だから心配になったのではないだろうか…真意はわからないが、十分考えられる事だ。
エリルシアが傷と後遺症を盾に、婚約者の座を欲するのではないかと…。
馬鹿な事をと一蹴するのは簡単だが、フィミリーはエリルシアの為人を知らない。
であれば、理解出来ない危惧ではない。
傷も後遺症も、貴族令嬢にとっては致命的だ。
しかも今回は王族及び中央の希望で、領地から態々召喚されている。
確かに其処を突かれると厳しいと思っているのだろう。
だが、当然エリルシアにそんな事を望む気持ちはなかった。
何も感じない訳じゃない。
廃棄寸前の本まで探してくれたラフィラス。
回りくどい方法だったけどエメラルドを贈ってくれたレヴァン。
振り返ればあんなに回避に必死になっていたのに、思い出はやけに鮮やかで眩しい。
下手に前世以前の記憶があるせいで、その思い出に名を付ける事は難しくはない。けれど耳を塞ぎ、目を逸らす事で蓋をする。
「いいえ、望みません。
いずれは破棄になるのが確実なのに、婚約を望むなんて面倒事を増やすだけではありませんか。
あぁ、そうですね……不敬を問わないとお約束して頂けるなら……私の方から拒否を……婚約拒否を、お願いします…」
ほんの少し、胸が痛むような気はしたけれど、笑って言い切る事が出来た。
呆気にとられたような表情のフィミリーだったが、両親の手も借りて丁重にお引き取り頂く。
そして両親に頼み込んだ。
「お父様、お母様、その……我儘を言っても良いでしょうか……。
私を連れ帰って頂けませんか?」
「何を言ってるの!?
まだ目覚めたばかりで、傷だって……」
エリミアが取り乱して言葉を詰まらせる。
そんなエリミアの肩をティルナスが宥めた。
「いや、エリィの願う通りにしよう。
ただ医師は同行して貰わないといけないだろうが……すぐ頼んでくるよ」
部屋を出ていこうとするティルナスに、エリミアが首を横に振る。
「でも!
……でも、無理に移動なんてして、エリィに何かあったらどうするの…?」
「うん、だから医師に同行を頼んでくる。
妃殿下がどういう意図であんな事をエリィに訊ねたのかわからないが、そんな危惧があるなら早めに王宮を出た方が良い。

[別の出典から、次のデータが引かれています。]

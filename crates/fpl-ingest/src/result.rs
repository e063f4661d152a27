//! Per-table ingestion outcomes

use serde::{Serialize, Serializer};
use std::collections::BTreeMap;

use crate::error::IngestError;

#[derive(Debug, Clone, Copy, PartialEq, Eq, Serialize)]
#[serde(rename_all = "lowercase")]
pub enum IngestionStatus {
    Success,
    Fail,
}

/// Outcome of one `ingest_table` call; never modified after creation
#[derive(Debug, Serialize)]
pub struct IngestionResult {
    pub endpoint: String,
    pub table: String,
    pub status: IngestionStatus,
    #[serde(skip_serializing_if = "Option::is_none", serialize_with = "serialize_error")]
    pub error: Option<IngestError>,
    /// Rows written on success
    #[serde(skip_serializing_if = "Option::is_none")]
    pub rows: Option<u64>,
}

impl IngestionResult {
    pub fn success(endpoint: impl Into<String>, table: impl Into<String>, rows: u64) -> Self {
        Self {
            endpoint: endpoint.into(),
            table: table.into(),
            status: IngestionStatus::Success,
            error: None,
            rows: Some(rows),
        }
    }

    pub fn fail(endpoint: impl Into<String>, table: impl Into<String>, error: IngestError) -> Self {
        Self {
            endpoint: endpoint.into(),
            table: table.into(),
            status: IngestionStatus::Fail,
            error: Some(error),
            rows: None,
        }
    }

    pub fn is_success(&self) -> bool {
        self.status == IngestionStatus::Success
    }
}

fn serialize_error<S: Serializer>(error: &Option<IngestError>, serializer: S) -> Result<S::Ok, S::Error> {
    #[derive(Serialize)]
    struct ErrorDetail<'a> {
        kind: &'a str,
        message: String,
    }

    match error {
        Some(e) => ErrorDetail {
            kind: e.kind(),
            message: e.to_string(),
        }
        .serialize(serializer),
        None => serializer.serialize_none(),
    }
}

/// Results of one bulk operation, keyed by table name
pub type IngestionReport = BTreeMap<String, IngestionResult>;

/// Count of failed entries in a report
pub fn failures(report: &IngestionReport) -> usize {
    report.values().filter(|r| !r.is_success()).count()
}

#[cfg(test)]
#[allow(clippy::unwrap_used, clippy::expect_used)]
mod tests {
    use super::*;
    use serde_json::json;

    #[test]
    fn test_serialize_success_and_fail() {
        let ok = IngestionResult::success("bootstrap_static", "teams", 20);
        assert_eq!(
            serde_json::to_value(&ok).unwrap(),
            json!({"endpoint": "bootstrap_static", "table": "teams", "status": "success", "rows": 20})
        );

        let failed = IngestionResult::fail(
            "bootstrap_static",
            "events",
            IngestError::verification_failed("fpl.events", "table was not updated"),
        );
        let value = serde_json::to_value(&failed).unwrap();
        assert_eq!(value["status"], json!("fail"));
        assert_eq!(value["error"]["kind"], json!("verification_failed"));
    }

    #[test]
    fn test_failures_counted() {
        let mut report = IngestionReport::new();
        report.insert("teams".into(), IngestionResult::success("b", "teams", 1));
        report.insert(
            "events".into(),
            IngestionResult::fail("b", "events", IngestError::NotTabular("events".into())),
        );
        assert_eq!(failures(&report), 1);
    }
}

こんなに傷ついたエリィが、更に嫌な目に晒される方が、私は嫌だよ…」
「………」
両親には申し訳ないが、王家や中央の不安を取り除くのも、臣下の役目だろう。
エリルシアに疑惑の目が向けられるのなら、向けられないようにさっさと王宮から去るのが一番だ。

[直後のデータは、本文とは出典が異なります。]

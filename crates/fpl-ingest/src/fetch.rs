//! Endpoint fetchers
//!
//! A fetcher turns one endpoint declaration into a [`Payload`]. Fetchers are
//! registered per endpoint id in a [`FetcherRegistry`] built once at startup
//! and owned by the endpoint cache.

use async_trait::async_trait;
use reqwest::Client;
use serde_json::Value;
use std::collections::HashMap;
use std::sync::Arc;
use std::time::Duration;
use tracing::{debug, error, info};

use crate::config::{AppConfig, EndpointConfig, EndpointShape};
use crate::error::{IngestError, Result};
use crate::table::{json_type, Payload};

/// Default HTTP timeout for API requests in seconds
pub const DEFAULT_HTTP_TIMEOUT_SECS: u64 = 60;

const USER_AGENT: &str = concat!("fpl-ingest/", env!("CARGO_PKG_VERSION"));

/// Column stamped onto rows accumulated by per-element endpoints
pub const ELEMENT_ID_COLUMN: &str = "element_id";

/// Arguments for a single fetch
#[derive(Debug, Clone, Default, PartialEq, Eq)]
pub struct FetchArgs {
    /// Element ids for per-element endpoints
    pub elements: Vec<u32>,
    /// Sub-collections to accumulate; defaults to the endpoint's declared tables
    pub tables: Option<Vec<String>>,
}

impl FetchArgs {
    pub fn for_elements(elements: Vec<u32>) -> Self {
        Self {
            elements,
            tables: None,
        }
    }

    pub fn with_tables(mut self, tables: Vec<String>) -> Self {
        self.tables = Some(tables);
        self
    }
}

#[async_trait]
pub trait EndpointFetcher: Send + Sync {
    async fn fetch(&self, args: &FetchArgs) -> Result<Payload>;
}

/// Fetches an endpoint from the remote HTTP API
pub struct HttpFetcher {
    client: Client,
    base: String,
    endpoint: EndpointConfig,
}

impl HttpFetcher {
    pub fn new(client: Client, base: impl Into<String>, endpoint: EndpointConfig) -> Self {
        Self {
            client,
            base: base.into(),
            endpoint,
        }
    }

    /// Shared reqwest client for every fetcher of a run
    pub fn build_client(timeout: Duration) -> Result<Client> {
        Client::builder()
            .timeout(timeout)
            .user_agent(USER_AGENT)
            .build()
            .map_err(|e| IngestError::InvalidConfig(format!("failed to build HTTP client: {e}")))
    }

    async fn get_json(&self, url: &str) -> Result<Value> {
        let id = &self.endpoint.id;
        let response = self
            .client
            .get(url)
            .send()
            .await
            .map_err(|e| IngestError::fetch_failed(id, e))?;

        let status = response.status();
        if !status.is_success() {
            let body = response.text().await.unwrap_or_default();
            error!(endpoint = %id, url, status = status.as_u16(), body = %body, "API call failed");
            return Err(IngestError::fetch_failed(id, format!("HTTP {status} from {url}")));
        }

        response
            .json::<Value>()
            .await
            .map_err(|e| IngestError::fetch_failed(id, e))
    }

    async fn fetch_document(&self) -> Result<Payload> {
        let url = self.endpoint.url(&self.base);
        info!(endpoint = %self.endpoint.id, url = %url, "Downloading endpoint");
        let document = self.get_json(&url).await?;
        Payload::from_document(&self.endpoint.id, document)
    }

    async fn fetch_collection(&self) -> Result<Payload> {
        let url = self.endpoint.url(&self.base);
        info!(endpoint = %self.endpoint.id, url = %url, "Downloading endpoint");
        let collection = self.get_json(&url).await?;
        if !collection.is_array() {
            return Err(IngestError::fetch_failed(
                &self.endpoint.id,
                format!("expected a JSON array, got {}", json_type(&collection)),
            ));
        }

        let mut payload = Payload::new();
        payload.insert(self.endpoint.id.clone(), collection);
        Ok(payload)
    }

    async fn fetch_per_element(&self, args: &FetchArgs) -> Result<Payload> {
        let id = &self.endpoint.id;
        let wanted = args
            .tables
            .clone()
            .unwrap_or_else(|| self.endpoint.table_names());
        let mut accumulated: Vec<(String, Vec<Value>)> =
            wanted.into_iter().map(|name| (name, Vec::new())).collect();

        let total = args.elements.len();
        for (i, element) in args.elements.iter().copied().enumerate() {
            let url = self.endpoint.element_url(&self.base, element);
            info!(endpoint = %id, "[{}/{}] Downloading endpoint {}", i + 1, total, url);

            let document = self.get_json(&url).await?;
            let Value::Object(mut collections) = document else {
                return Err(IngestError::fetch_failed(
                    id,
                    format!("element {element}: expected a JSON object"),
                ));
            };

            let missing: Vec<&str> = accumulated
                .iter()
                .map(|(name, _)| name.as_str())
                .filter(|name| !collections.contains_key(*name))
                .collect();
            if !missing.is_empty() {
                return Err(IngestError::fetch_failed(
                    id,
                    format!("element {element}: the following keys are missing {missing:?}"),
                ));
            }

            for (name, rows) in accumulated.iter_mut() {
                let Some(Value::Array(items)) = collections.remove(name.as_str()) else {
                    return Err(IngestError::fetch_failed(
                        id,
                        format!("element {element}: '{name}' is not an array"),
                    ));
                };
                rows.extend(items.into_iter().map(|mut item| {
                    if let Value::Object(row) = &mut item {
                        row.insert(ELEMENT_ID_COLUMN.to_string(), Value::from(element));
                    }
                    item
                }));
            }
        }

        let mut payload = Payload::new();
        for (name, rows) in accumulated {
            debug!(endpoint = %id, collection = %name, rows = rows.len(), "Accumulated collection");
            payload.insert(name, Value::Array(rows));
        }
        Ok(payload)
    }
}

#[async_trait]
impl EndpointFetcher for HttpFetcher {
    async fn fetch(&self, args: &FetchArgs) -> Result<Payload> {
        match self.endpoint.shape {
            EndpointShape::Document => self.fetch_document().await,
            EndpointShape::Collection => self.fetch_collection().await,
            EndpointShape::PerElement => self.fetch_per_element(args).await,
        }
    }
}

/// Endpoint id to fetcher capability
#[derive(Clone, Default)]
pub struct FetcherRegistry {
    fetchers: HashMap<String, Arc<dyn EndpointFetcher>>,
}

impl FetcherRegistry {
    pub fn new() -> Self {
        Self::default()
    }

    /// One [`HttpFetcher`] per declared endpoint, sharing `client`
    pub fn from_config(config: &AppConfig, client: Client) -> Self {
        let mut registry = Self::new();
        for endpoint in &config.api.endpoints {
            let fetcher = HttpFetcher::new(client.clone(), config.api.base.clone(), endpoint.clone());
            registry.register(endpoint.id.clone(), Arc::new(fetcher));
        }
        registry
    }

    pub fn register(&mut self, endpoint: impl Into<String>, fetcher: Arc<dyn EndpointFetcher>) {
        self.fetchers.insert(endpoint.into(), fetcher);
    }

    pub fn get(&self, endpoint: &str) -> Result<Arc<dyn EndpointFetcher>> {
        self.fetchers
            .get(endpoint)
            .cloned()
            .ok_or_else(|| IngestError::UnknownEndpoint(endpoint.to_string()))
    }

    pub fn contains(&self, endpoint: &str) -> bool {
        self.fetchers.contains_key(endpoint)
    }
}

impl std::fmt::Debug for FetcherRegistry {
    fn fmt(&self, f: &mut std::fmt::Formatter<'_>) -> std::fmt::Result {
        let mut ids: Vec<&String> = self.fetchers.keys().collect();
        ids.sort();
        f.debug_struct("FetcherRegistry").field("endpoints", &ids).finish()
    }
}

ラフィラスやレヴァンに別離の挨拶さえ出来ないのは心残りだけど、それはそれで仕方ない。
その日、エリルシアは王宮から静かに立ち去った。
ここまでお読みいただき本当にありがとうございます。
リアル時間が少々慌ただしく、隙を見計らっての創作、投稿となる為、不定期且つ、まったりになる可能性があります。また、何の予告もなく更新が止まったりする事もあるかと思いますが、御暇潰しにでも読んで頂けましたら嬉しいです。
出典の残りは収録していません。